**Excerpted data**
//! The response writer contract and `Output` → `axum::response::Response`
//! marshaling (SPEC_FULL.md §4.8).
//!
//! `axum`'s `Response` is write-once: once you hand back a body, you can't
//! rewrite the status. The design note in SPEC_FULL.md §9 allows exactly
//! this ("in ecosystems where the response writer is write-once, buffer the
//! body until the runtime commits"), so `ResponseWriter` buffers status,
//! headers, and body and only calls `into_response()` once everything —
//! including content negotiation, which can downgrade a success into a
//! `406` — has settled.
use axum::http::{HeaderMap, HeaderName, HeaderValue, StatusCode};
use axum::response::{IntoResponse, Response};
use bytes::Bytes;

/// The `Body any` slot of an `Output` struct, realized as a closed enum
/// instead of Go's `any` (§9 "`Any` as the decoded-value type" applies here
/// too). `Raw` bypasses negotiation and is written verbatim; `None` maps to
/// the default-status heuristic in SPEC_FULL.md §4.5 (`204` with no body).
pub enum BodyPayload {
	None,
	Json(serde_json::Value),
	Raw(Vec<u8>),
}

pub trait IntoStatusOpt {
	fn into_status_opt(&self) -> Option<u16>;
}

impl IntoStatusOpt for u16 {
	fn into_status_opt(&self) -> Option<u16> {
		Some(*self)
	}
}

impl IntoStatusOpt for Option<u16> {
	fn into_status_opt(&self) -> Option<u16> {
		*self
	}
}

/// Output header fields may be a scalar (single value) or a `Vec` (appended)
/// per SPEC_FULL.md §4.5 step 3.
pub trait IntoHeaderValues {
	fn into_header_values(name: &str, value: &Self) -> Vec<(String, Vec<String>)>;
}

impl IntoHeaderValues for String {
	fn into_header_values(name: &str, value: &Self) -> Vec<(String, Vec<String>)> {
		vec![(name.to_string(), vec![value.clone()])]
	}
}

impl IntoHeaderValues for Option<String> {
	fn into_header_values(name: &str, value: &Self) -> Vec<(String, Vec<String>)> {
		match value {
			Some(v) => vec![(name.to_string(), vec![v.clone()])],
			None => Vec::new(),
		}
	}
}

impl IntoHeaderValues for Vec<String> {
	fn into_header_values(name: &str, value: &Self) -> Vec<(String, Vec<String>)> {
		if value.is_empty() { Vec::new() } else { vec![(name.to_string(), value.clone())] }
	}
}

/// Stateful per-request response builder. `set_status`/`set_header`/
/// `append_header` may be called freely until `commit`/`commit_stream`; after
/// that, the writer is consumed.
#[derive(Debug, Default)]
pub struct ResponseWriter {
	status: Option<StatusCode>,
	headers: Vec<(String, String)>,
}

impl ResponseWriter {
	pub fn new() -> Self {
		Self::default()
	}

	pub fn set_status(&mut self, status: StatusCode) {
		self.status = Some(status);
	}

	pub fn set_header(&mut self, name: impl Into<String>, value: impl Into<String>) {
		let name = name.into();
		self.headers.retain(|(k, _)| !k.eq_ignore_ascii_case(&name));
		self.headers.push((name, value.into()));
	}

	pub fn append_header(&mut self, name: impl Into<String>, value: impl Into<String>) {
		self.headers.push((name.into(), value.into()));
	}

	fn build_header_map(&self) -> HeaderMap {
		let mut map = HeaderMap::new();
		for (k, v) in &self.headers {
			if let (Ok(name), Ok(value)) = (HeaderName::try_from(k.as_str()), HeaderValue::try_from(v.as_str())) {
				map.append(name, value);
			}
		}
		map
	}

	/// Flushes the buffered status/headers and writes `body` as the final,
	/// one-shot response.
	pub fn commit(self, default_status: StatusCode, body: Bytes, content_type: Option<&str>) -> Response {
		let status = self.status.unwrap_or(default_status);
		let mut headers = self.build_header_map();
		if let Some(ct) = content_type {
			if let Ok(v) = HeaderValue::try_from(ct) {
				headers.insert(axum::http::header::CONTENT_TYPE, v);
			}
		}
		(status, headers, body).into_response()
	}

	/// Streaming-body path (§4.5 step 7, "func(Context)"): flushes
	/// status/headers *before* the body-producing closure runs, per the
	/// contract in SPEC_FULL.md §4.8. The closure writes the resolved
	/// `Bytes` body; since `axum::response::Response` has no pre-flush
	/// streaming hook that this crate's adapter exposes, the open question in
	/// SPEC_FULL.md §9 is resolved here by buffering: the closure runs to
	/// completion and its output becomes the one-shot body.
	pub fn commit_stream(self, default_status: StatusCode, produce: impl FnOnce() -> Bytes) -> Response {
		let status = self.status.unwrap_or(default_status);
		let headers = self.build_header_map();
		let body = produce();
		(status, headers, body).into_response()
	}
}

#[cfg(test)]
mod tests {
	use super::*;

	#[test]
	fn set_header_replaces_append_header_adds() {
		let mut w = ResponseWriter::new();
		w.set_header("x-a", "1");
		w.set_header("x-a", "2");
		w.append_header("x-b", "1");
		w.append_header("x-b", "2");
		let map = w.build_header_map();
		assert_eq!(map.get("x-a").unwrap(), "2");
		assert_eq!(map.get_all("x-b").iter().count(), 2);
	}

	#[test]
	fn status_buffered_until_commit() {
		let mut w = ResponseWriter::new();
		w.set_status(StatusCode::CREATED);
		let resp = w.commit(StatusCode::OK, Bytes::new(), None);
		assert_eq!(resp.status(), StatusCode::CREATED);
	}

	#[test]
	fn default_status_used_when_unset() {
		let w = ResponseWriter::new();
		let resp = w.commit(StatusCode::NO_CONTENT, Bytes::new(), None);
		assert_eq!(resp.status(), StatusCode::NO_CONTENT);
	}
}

* * *

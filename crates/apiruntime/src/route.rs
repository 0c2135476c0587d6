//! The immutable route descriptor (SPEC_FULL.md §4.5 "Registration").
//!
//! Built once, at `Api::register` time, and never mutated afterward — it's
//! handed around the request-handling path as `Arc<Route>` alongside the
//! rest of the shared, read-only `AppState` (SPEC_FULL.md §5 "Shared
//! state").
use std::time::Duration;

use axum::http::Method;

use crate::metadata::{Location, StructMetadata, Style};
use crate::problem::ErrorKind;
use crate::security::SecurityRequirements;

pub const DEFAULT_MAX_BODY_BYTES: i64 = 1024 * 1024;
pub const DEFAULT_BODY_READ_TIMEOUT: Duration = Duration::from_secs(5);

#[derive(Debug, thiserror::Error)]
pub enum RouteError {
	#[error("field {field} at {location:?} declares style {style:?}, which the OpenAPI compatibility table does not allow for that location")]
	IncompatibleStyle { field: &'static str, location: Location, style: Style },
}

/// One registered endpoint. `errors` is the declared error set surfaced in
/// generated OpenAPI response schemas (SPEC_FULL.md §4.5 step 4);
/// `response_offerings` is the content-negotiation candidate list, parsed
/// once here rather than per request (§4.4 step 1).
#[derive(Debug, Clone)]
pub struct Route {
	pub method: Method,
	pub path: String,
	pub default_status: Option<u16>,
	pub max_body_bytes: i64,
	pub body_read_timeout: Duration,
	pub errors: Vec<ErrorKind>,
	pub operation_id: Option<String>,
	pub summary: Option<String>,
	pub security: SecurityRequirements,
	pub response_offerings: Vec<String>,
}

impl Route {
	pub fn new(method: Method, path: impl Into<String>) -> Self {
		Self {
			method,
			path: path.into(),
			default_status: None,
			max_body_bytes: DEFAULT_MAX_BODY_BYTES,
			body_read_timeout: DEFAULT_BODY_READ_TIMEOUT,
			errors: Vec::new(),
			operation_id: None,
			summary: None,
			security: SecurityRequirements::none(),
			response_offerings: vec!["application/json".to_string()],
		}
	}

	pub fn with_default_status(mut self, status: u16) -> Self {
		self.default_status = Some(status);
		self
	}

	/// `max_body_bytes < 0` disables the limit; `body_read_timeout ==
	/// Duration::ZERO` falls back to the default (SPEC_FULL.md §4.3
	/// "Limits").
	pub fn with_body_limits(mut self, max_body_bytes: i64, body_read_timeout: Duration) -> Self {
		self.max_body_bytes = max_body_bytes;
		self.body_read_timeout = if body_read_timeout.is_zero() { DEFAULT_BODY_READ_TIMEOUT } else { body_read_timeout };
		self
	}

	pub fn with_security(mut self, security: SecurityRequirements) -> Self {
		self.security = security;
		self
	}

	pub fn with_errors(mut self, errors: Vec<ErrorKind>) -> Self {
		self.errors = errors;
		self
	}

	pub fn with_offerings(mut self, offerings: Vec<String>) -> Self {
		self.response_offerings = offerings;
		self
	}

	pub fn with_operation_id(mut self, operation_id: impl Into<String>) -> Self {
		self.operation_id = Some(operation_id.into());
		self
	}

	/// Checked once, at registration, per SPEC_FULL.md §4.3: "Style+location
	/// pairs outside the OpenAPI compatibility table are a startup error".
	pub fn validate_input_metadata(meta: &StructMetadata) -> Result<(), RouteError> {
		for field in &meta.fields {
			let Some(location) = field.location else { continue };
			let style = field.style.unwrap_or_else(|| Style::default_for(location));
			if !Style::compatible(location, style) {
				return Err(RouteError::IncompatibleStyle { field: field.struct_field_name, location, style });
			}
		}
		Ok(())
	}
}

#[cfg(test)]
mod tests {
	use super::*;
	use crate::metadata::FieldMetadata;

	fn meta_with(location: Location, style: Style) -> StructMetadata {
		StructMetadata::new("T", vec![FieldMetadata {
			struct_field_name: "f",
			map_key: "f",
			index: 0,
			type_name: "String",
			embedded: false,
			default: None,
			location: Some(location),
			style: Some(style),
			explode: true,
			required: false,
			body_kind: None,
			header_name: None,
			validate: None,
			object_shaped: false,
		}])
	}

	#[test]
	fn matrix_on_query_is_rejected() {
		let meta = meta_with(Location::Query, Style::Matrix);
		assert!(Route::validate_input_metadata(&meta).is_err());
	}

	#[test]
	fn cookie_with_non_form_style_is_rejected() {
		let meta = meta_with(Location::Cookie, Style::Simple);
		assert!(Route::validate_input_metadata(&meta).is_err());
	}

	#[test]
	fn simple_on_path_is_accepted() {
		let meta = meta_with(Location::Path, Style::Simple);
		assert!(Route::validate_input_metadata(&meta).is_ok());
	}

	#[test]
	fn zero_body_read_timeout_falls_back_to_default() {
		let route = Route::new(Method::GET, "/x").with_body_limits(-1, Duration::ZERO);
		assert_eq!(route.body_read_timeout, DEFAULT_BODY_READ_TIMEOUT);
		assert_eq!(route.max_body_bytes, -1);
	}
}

**Required action**
Would you report every line of the entries above containing the word "only"?

**Solved problem**
//! headers, and body and only calls `into_response()` once everything —
//! rest of the shared, read-only `AppState` (SPEC_FULL.md §5 "Shared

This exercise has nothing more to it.